• Task prompt
Extract exactly those lines that lie between the start of the material and the line with "wins; every other", including both boundary lines and no others.

• Input data
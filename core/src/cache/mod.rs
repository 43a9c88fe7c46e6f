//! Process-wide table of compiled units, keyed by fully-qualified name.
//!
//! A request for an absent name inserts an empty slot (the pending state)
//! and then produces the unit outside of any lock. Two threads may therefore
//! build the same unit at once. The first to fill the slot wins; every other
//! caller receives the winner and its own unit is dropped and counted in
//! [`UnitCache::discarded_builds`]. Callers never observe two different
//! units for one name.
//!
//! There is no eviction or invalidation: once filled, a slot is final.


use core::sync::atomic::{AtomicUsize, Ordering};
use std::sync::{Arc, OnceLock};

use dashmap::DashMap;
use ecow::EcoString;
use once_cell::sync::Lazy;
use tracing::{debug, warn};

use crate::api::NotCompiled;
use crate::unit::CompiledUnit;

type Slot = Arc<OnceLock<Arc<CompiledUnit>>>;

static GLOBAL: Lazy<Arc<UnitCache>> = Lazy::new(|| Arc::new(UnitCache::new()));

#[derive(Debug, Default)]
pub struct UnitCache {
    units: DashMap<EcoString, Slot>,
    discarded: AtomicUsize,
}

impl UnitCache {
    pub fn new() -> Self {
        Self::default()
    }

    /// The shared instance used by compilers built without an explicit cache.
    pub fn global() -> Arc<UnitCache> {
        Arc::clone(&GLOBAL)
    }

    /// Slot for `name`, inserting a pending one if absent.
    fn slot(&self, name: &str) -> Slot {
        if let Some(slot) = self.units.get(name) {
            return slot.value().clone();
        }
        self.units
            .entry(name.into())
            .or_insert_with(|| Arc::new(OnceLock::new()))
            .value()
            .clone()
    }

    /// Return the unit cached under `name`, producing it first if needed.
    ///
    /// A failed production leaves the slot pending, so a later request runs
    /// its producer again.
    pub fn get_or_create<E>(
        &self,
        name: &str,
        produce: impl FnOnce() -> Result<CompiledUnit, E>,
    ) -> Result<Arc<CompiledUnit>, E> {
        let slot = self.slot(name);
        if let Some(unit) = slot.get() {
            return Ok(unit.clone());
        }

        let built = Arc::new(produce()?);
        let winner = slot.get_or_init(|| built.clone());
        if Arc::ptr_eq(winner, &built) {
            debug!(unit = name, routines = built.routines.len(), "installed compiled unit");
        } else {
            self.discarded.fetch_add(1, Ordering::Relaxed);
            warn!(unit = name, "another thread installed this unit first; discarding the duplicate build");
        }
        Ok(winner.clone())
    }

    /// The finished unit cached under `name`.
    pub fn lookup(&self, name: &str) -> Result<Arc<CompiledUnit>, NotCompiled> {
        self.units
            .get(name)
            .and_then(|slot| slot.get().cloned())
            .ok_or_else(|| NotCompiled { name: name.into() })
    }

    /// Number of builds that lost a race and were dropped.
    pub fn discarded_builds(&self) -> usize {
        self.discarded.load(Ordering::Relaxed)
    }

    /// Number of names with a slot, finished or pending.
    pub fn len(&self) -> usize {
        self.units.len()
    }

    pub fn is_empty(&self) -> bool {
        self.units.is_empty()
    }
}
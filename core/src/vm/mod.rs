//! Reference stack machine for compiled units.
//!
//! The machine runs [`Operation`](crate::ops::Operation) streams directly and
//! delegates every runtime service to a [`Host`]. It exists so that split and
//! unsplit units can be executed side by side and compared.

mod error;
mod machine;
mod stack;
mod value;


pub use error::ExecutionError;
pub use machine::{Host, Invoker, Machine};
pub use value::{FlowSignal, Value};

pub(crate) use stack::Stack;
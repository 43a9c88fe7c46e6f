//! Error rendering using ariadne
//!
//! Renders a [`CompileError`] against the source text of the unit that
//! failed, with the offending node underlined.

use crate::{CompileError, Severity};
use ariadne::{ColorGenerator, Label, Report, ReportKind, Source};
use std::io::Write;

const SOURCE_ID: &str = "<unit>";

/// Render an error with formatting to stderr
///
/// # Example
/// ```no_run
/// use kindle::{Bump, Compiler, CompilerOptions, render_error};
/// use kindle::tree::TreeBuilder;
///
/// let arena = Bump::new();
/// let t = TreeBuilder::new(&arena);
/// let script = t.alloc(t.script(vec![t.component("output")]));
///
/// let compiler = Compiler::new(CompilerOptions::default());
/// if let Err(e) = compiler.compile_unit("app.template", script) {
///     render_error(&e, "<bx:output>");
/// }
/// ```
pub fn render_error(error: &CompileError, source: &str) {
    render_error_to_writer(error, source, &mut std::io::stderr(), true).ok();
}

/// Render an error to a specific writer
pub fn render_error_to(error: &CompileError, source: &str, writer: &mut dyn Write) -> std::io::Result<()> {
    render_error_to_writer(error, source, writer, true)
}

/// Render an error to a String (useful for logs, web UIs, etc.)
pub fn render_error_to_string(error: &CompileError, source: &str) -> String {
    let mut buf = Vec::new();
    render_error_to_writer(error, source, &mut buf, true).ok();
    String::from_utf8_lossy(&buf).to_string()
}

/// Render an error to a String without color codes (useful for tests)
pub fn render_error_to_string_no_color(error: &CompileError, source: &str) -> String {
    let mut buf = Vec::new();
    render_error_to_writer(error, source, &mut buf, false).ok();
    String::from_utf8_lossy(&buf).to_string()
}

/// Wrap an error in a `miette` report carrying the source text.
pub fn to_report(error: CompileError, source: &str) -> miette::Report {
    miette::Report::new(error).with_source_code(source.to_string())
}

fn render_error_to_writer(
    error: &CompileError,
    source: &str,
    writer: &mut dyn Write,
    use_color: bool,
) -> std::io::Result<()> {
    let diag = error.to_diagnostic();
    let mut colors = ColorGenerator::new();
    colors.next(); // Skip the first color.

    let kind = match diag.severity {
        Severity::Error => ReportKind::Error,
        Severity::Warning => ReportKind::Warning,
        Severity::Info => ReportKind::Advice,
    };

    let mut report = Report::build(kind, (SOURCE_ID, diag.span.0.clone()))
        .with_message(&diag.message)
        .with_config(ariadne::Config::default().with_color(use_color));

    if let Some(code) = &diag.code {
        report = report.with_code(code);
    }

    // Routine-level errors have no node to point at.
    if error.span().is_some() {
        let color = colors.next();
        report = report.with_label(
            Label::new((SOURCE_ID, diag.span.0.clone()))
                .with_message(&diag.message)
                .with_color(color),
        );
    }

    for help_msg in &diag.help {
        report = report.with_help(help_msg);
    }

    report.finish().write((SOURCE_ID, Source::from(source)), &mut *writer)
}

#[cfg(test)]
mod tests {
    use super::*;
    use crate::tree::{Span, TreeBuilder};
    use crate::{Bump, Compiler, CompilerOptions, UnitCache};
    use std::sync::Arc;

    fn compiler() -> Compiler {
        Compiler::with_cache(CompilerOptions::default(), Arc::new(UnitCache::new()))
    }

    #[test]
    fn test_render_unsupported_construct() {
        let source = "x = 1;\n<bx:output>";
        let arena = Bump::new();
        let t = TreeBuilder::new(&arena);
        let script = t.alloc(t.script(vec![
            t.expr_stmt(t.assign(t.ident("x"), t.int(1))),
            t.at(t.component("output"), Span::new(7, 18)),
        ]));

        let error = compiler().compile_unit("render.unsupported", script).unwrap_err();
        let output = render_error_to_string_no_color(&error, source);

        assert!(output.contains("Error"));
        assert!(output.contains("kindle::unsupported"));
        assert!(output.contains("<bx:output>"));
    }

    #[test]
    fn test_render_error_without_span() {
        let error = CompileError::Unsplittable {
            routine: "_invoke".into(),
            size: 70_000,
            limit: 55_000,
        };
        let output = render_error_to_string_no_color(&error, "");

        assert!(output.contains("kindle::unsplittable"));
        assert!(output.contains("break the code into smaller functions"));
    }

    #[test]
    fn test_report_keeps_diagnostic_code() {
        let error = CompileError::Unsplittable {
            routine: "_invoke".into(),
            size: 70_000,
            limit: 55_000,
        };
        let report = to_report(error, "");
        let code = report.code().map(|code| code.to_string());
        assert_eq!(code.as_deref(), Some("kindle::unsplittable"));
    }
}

• Result of this task
filename core/src/cache/mod.rs
repository 43a9c88fe7c46e6f
//! Process-wide table of compiled units, keyed by fully-qualified name.
//!
//! A request for an absent name inserts an empty slot (the pending state)
//! and then produces the unit outside of any lock. Two threads may therefore
//! build the same unit at once. The first to fill the slot wins; every other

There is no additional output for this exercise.